>>>>

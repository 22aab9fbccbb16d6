// SPDX-License-Identifier: MIT
// Copyright (c) 2026 Alfred Jean LLC

//! Shared test helpers for session module tests.

#![allow(clippy::unwrap_used)]
#![allow(clippy::expect_used)]
#![allow(clippy::panic)]

use std::future::Future;
use std::pin::Pin;
use std::sync::atomic::{AtomicUsize, Ordering};
use std::sync::{Arc, Mutex};
use std::task::{Context, Poll};
use std::time::Duration;

use chrono::{DateTime, TimeZone, Utc};

use banter_core::{ConnectionState, ConnectionStatus, FixedClock, ReconnectPolicy};

use super::connection::{ConnectionManager, ConnectionUpdate};
use super::controller::SessionController;
use super::runner::{Session, SessionHandle};
use super::scheduler::{Delay, Scheduler};
use super::transport_tests::MockConnector;

pub type TestManager = ConnectionManager<MockConnector, RecordingScheduler>;
pub type TestController = SessionController<MockConnector, RecordingScheduler>;

pub const ENDPOINT: &str = "ws://localhost:8000/ws?user_id=user_demo1";

/// Upper bound for anything a test expects to happen.
const PATIENCE: Duration = Duration::from_secs(5);

/// How long a test waits before concluding nothing happens.
const QUIET: Duration = Duration::from_millis(50);

/// Scheduler that records every requested delay.
///
/// Timers either fire immediately or never, and the number of timers still
/// alive is tracked so tests can check cancellation.
#[derive(Clone)]
pub struct RecordingScheduler {
    delays: Arc<Mutex<Vec<Duration>>>,
    live: Arc<AtomicUsize>,
    hold: bool,
}

impl RecordingScheduler {
    /// Timers complete as soon as they are polled.
    pub fn immediate() -> Self {
        Self::build(false)
    }

    /// Timers never complete.
    pub fn holding() -> Self {
        Self::build(true)
    }

    fn build(hold: bool) -> Self {
        RecordingScheduler {
            delays: Arc::new(Mutex::new(Vec::new())),
            live: Arc::new(AtomicUsize::new(0)),
            hold,
        }
    }

    pub fn delays_ms(&self) -> Vec<u128> {
        self.delays.lock().unwrap().iter().map(Duration::as_millis).collect()
    }

    /// Timers created and not yet dropped.
    pub fn live_timers(&self) -> usize {
        self.live.load(Ordering::SeqCst)
    }
}

impl Scheduler for RecordingScheduler {
    fn delay(&self, duration: Duration) -> Delay {
        self.delays.lock().unwrap().push(duration);
        self.live.fetch_add(1, Ordering::SeqCst);
        Box::pin(RecordedTimer { live: Arc::clone(&self.live), hold: self.hold })
    }
}

struct RecordedTimer {
    live: Arc<AtomicUsize>,
    hold: bool,
}

impl Future for RecordedTimer {
    type Output = ();

    fn poll(self: Pin<&mut Self>, _cx: &mut Context<'_>) -> Poll<()> {
        if self.hold {
            Poll::Pending
        } else {
            Poll::Ready(())
        }
    }
}

impl Drop for RecordedTimer {
    fn drop(&mut self) {
        self.live.fetch_sub(1, Ordering::SeqCst);
    }
}

pub fn fixed_time() -> DateTime<Utc> {
    Utc.with_ymd_and_hms(2026, 3, 1, 9, 30, 0).unwrap()
}

pub fn test_manager(connector: &MockConnector, scheduler: &RecordingScheduler) -> TestManager {
    ConnectionManager::with_scheduler(
        ENDPOINT,
        connector.clone(),
        scheduler.clone(),
        ReconnectPolicy::default(),
    )
}

pub fn test_controller(connector: &MockConnector, scheduler: &RecordingScheduler) -> TestController {
    SessionController::with_parts(
        test_manager(connector, scheduler),
        "user_demo1",
        Arc::new(FixedClock(fixed_time())),
    )
}

/// Await the next manager update, failing if none arrives.
pub async fn next_update(manager: &mut TestManager) -> ConnectionUpdate {
    tokio::time::timeout(PATIENCE, manager.next_event()).await.expect("no connection update")
}

/// Assert the manager produces nothing more.
pub async fn assert_quiet(manager: &mut TestManager) {
    let update = tokio::time::timeout(QUIET, manager.next_event()).await;
    assert!(update.is_err(), "unexpected update: {:?}", update.unwrap());
}

/// Collect status updates until one matches `done`.
pub async fn statuses_until(
    manager: &mut TestManager,
    done: impl Fn(&ConnectionStatus) -> bool,
) -> Vec<ConnectionStatus> {
    let mut seen = Vec::new();
    loop {
        match next_update(manager).await {
            ConnectionUpdate::Status(status) => {
                seen.push(status);
                if done(&status) {
                    return seen;
                }
            }
            ConnectionUpdate::Payload(payload) => panic!("unexpected payload {payload}"),
        }
    }
}

/// Drive the manager until it reaches `state`.
pub async fn drive_to(manager: &mut TestManager, state: ConnectionState) -> Vec<ConnectionStatus> {
    statuses_until(manager, |s| s.state == state).await
}

/// Process controller updates until it reaches `state`.
pub async fn process_to(controller: &mut TestController, state: ConnectionState) {
    let reached = tokio::time::timeout(PATIENCE, async {
        while controller.state() != state {
            controller.process_next().await;
        }
    })
    .await;
    assert!(reached.is_ok(), "controller never reached {state}");
}

/// Process exactly one controller update.
pub async fn process_one(controller: &mut TestController) {
    tokio::time::timeout(PATIENCE, controller.process_next()).await.expect("no controller update");
}

/// A controller that has completed its first connection.
pub async fn connected_controller() -> (TestController, MockConnector) {
    let connector = MockConnector::new();
    let scheduler = RecordingScheduler::holding();
    let mut controller = test_controller(&connector, &scheduler);
    controller.connect();
    process_to(&mut controller, ConnectionState::Connected).await;
    (controller, connector)
}

pub fn states(statuses: &[ConnectionStatus]) -> Vec<ConnectionState> {
    statuses.iter().map(|s| s.state).collect()
}

/// A handle whose session task has already been dropped.
///
/// The session runs on a private runtime that is shut down once it has
/// connected. Call from a synchronous test.
pub fn orphaned_handle() -> SessionHandle {
    let runtime = tokio::runtime::Builder::new_current_thread().enable_all().build().unwrap();
    let handle = runtime.block_on(async {
        let connector = MockConnector::new();
        let handle = Session::spawn_with(test_controller(&connector, &RecordingScheduler::holding()));
        tokio::time::timeout(PATIENCE, handle.wait_for_state(ConnectionState::Connected))
            .await
            .expect("session never connected")
            .unwrap();
        handle
    });
    drop(runtime);
    handle
}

<<<<

▶ What this task involves: All records shown above are to be reproduced without any alteration.

▶ Answer section:
repository 22aab9fbccbb16d6
// SPDX-License-Identifier: MIT
// Copyright (c) 2026 Alfred Jean LLC

//! Shared test helpers for session module tests.

#![allow(clippy::unwrap_used)]
#![allow(clippy::expect_used)]
#![allow(clippy::panic)]

use std::future::Future;
use std::pin::Pin;
use std::sync::atomic::{AtomicUsize, Ordering};
use std::sync::{Arc, Mutex};
use std::task::{Context, Poll};
use std::time::Duration;

use chrono::{DateTime, TimeZone, Utc};

use banter_core::{ConnectionState, ConnectionStatus, FixedClock, ReconnectPolicy};

use super::connection::{ConnectionManager, ConnectionUpdate};
use super::controller::SessionController;
use super::runner::{Session, SessionHandle};
use super::scheduler::{Delay, Scheduler};
use super::transport_tests::MockConnector;

pub type TestManager = ConnectionManager<MockConnector, RecordingScheduler>;
pub type TestController = SessionController<MockConnector, RecordingScheduler>;

pub const ENDPOINT: &str = "ws://localhost:8000/ws?user_id=user_demo1";

/// Upper bound for anything a test expects to happen.
const PATIENCE: Duration = Duration::from_secs(5);

/// How long a test waits before concluding nothing happens.
const QUIET: Duration = Duration::from_millis(50);

/// Scheduler that records every requested delay.
///
/// Timers either fire immediately or never, and the number of timers still
/// alive is tracked so tests can check cancellation.
#[derive(Clone)]
pub struct RecordingScheduler {
    delays: Arc<Mutex<Vec<Duration>>>,
    live: Arc<AtomicUsize>,
    hold: bool,
}

impl RecordingScheduler {
    /// Timers complete as soon as they are polled.
    pub fn immediate() -> Self {
        Self::build(false)
    }

    /// Timers never complete.
    pub fn holding() -> Self {
        Self::build(true)
    }

    fn build(hold: bool) -> Self {
        RecordingScheduler {
            delays: Arc::new(Mutex::new(Vec::new())),
            live: Arc::new(AtomicUsize::new(0)),
            hold,
        }
    }

    pub fn delays_ms(&self) -> Vec<u128> {
        self.delays.lock().unwrap().iter().map(Duration::as_millis).collect()
    }

    /// Timers created and not yet dropped.
    pub fn live_timers(&self) -> usize {
        self.live.load(Ordering::SeqCst)
    }
}

impl Scheduler for RecordingScheduler {
    fn delay(&self, duration: Duration) -> Delay {
        self.delays.lock().unwrap().push(duration);
        self.live.fetch_add(1, Ordering::SeqCst);
        Box::pin(RecordedTimer { live: Arc::clone(&self.live), hold: self.hold })
    }
}

struct RecordedTimer {
    live: Arc<AtomicUsize>,
    hold: bool,
}

impl Future for RecordedTimer {
    type Output = ();

    fn poll(self: Pin<&mut Self>, _cx: &mut Context<'_>) -> Poll<()> {
        if self.hold {
            Poll::Pending
        } else {
            Poll::Ready(())
        }
    }
}

impl Drop for RecordedTimer {
    fn drop(&mut self) {
        self.live.fetch_sub(1, Ordering::SeqCst);
    }
}

pub fn fixed_time() -> DateTime<Utc> {
    Utc.with_ymd_and_hms(2026, 3, 1, 9, 30, 0).unwrap()
}

pub fn test_manager(connector: &MockConnector, scheduler: &RecordingScheduler) -> TestManager {
    ConnectionManager::with_scheduler(
        ENDPOINT,
        connector.clone(),
        scheduler.clone(),
        ReconnectPolicy::default(),
    )
}

pub fn test_controller(connector: &MockConnector, scheduler: &RecordingScheduler) -> TestController {
    SessionController::with_parts(
        test_manager(connector, scheduler),
        "user_demo1",
        Arc::new(FixedClock(fixed_time())),
    )
}

/// Await the next manager update, failing if none arrives.
pub async fn next_update(manager: &mut TestManager) -> ConnectionUpdate {
    tokio::time::timeout(PATIENCE, manager.next_event()).await.expect("no connection update")
}

/// Assert the manager produces nothing more.
pub async fn assert_quiet(manager: &mut TestManager) {
    let update = tokio::time::timeout(QUIET, manager.next_event()).await;
    assert!(update.is_err(), "unexpected update: {:?}", update.unwrap());
}

/// Collect status updates until one matches `done`.
pub async fn statuses_until(
    manager: &mut TestManager,
    done: impl Fn(&ConnectionStatus) -> bool,
) -> Vec<ConnectionStatus> {
    let mut seen = Vec::new();
    loop {
        match next_update(manager).await {
            ConnectionUpdate::Status(status) => {
                seen.push(status);
                if done(&status) {
                    return seen;
                }
            }
            ConnectionUpdate::Payload(payload) => panic!("unexpected payload {payload}"),
        }
    }
}

/// Drive the manager until it reaches `state`.
pub async fn drive_to(manager: &mut TestManager, state: ConnectionState) -> Vec<ConnectionStatus> {
    statuses_until(manager, |s| s.state == state).await
}

/// Process controller updates until it reaches `state`.
pub async fn process_to(controller: &mut TestController, state: ConnectionState) {
    let reached = tokio::time::timeout(PATIENCE, async {
        while controller.state() != state {
            controller.process_next().await;
        }
    })
    .await;
    assert!(reached.is_ok(), "controller never reached {state}");
}

/// Process exactly one controller update.
pub async fn process_one(controller: &mut TestController) {
    tokio::time::timeout(PATIENCE, controller.process_next()).await.expect("no controller update");
}

/// A controller that has completed its first connection.
pub async fn connected_controller() -> (TestController, MockConnector) {
    let connector = MockConnector::new();
    let scheduler = RecordingScheduler::holding();
    let mut controller = test_controller(&connector, &scheduler);
    controller.connect();
    process_to(&mut controller, ConnectionState::Connected).await;
    (controller, connector)
}

pub fn states(statuses: &[ConnectionStatus]) -> Vec<ConnectionState> {
    statuses.iter().map(|s| s.state).collect()
}

/// A handle whose session task has already been dropped.
///
/// The session runs on a private runtime that is shut down once it has
/// connected. Call from a synchronous test.
pub fn orphaned_handle() -> SessionHandle {
    let runtime = tokio::runtime::Builder::new_current_thread().enable_all().build().unwrap();
    let handle = runtime.block_on(async {
        let connector = MockConnector::new();
        let handle = Session::spawn_with(test_controller(&connector, &RecordingScheduler::holding()));
        tokio::time::timeout(PATIENCE, handle.wait_for_state(ConnectionState::Connected))
            .await
            .expect("session never connected")
            .unwrap();
        handle
    });
    drop(runtime);
    handle
}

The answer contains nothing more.